What to work on -
Identify each line in the records below that contains the word "HttpSessionNotifier", and copy it.

Records excerpted from a collection
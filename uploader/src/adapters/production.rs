// Adapters shipping batches and session announcements to the collector over HTTP.

use async_trait::async_trait;

use common::errors::UploadError;
use common::traits::{SessionPort, UploadPort};
use common::types::{Ack, Destination};

use crate::config::{SessionConfig, UploadConfig};
use crate::constants::CSV_EXTENSION;
use crate::http_client::HttpClient;
use crate::models::walking::{FinishWalkingData, StartWalkingData};

/// Ships serialized batches to the CSV ingest endpoint as multipart uploads.
pub struct HttpUploader {
    client: HttpClient,
    file_field: String,
    bucket_field: String,
}

impl HttpUploader {
    /// Creates a new `HttpUploader` from the upload configuration.
    /// Returns a ClientBuild error if the Http client cannot be created
    pub fn new(config: &UploadConfig) -> Result<Self, UploadError> {
        let client = HttpClient::new(config.timeout_secs)?;

        Ok(Self {
            client,
            file_field: config.file_field.clone(),
            bucket_field: config.bucket_field.clone(),
        })
    }
}

#[async_trait]
impl UploadPort for HttpUploader {
    async fn upload(
        &self,
        batch_bytes: Vec<u8>,
        batch_name: &str,
        destination: &Destination,
    ) -> Result<Ack, UploadError> {
        let file_name = format!("{batch_name}.{CSV_EXTENSION}");
        log::debug!(
            "Uploading {} ({} bytes) to {}",
            file_name,
            batch_bytes.len(),
            destination.url
        );
        self.client
            .post_file(
                &destination.url,
                &self.file_field,
                &file_name,
                batch_bytes,
                &[(self.bucket_field.as_str(), destination.bucket.as_str())],
            )
            .await
    }
}

/// Announces walking-session boundaries to the collector.
pub struct HttpSessionNotifier {
    client: HttpClient,
    start_url: String,
    finish_url: String,
    start: StartWalkingData,
    finish: FinishWalkingData,
}

impl HttpSessionNotifier {
    /// Returns a ClientBuild error if the Http client cannot be created
    pub fn new(upload: &UploadConfig, session: &SessionConfig) -> Result<Self, UploadError> {
        let client = HttpClient::new(upload.timeout_secs)?;

        Ok(Self {
            client,
            start_url: session.start_url(&upload.base_url),
            finish_url: session.finish_url(&upload.base_url),
            start: StartWalkingData {
                pedestrian_id: session.pedestrian_id.clone(),
                floor_map_id: session.floor_map_id.clone(),
            },
            finish: FinishWalkingData {
                trajectory_id: session.trajectory_id.clone(),
            },
        })
    }
}

#[async_trait]
impl SessionPort for HttpSessionNotifier {
    async fn session_started(&self) -> Result<Ack, UploadError> {
        log::info!("Announcing walking session start...");
        self.client.post_json(&self.start_url, &self.start).await
    }

    async fn session_finished(&self) -> Result<Ack, UploadError> {
        log::info!("Announcing walking session finish...");
        self.client.post_json(&self.finish_url, &self.finish).await
    }
}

Expected output -
pub struct HttpSessionNotifier {
impl HttpSessionNotifier {
impl SessionPort for HttpSessionNotifier {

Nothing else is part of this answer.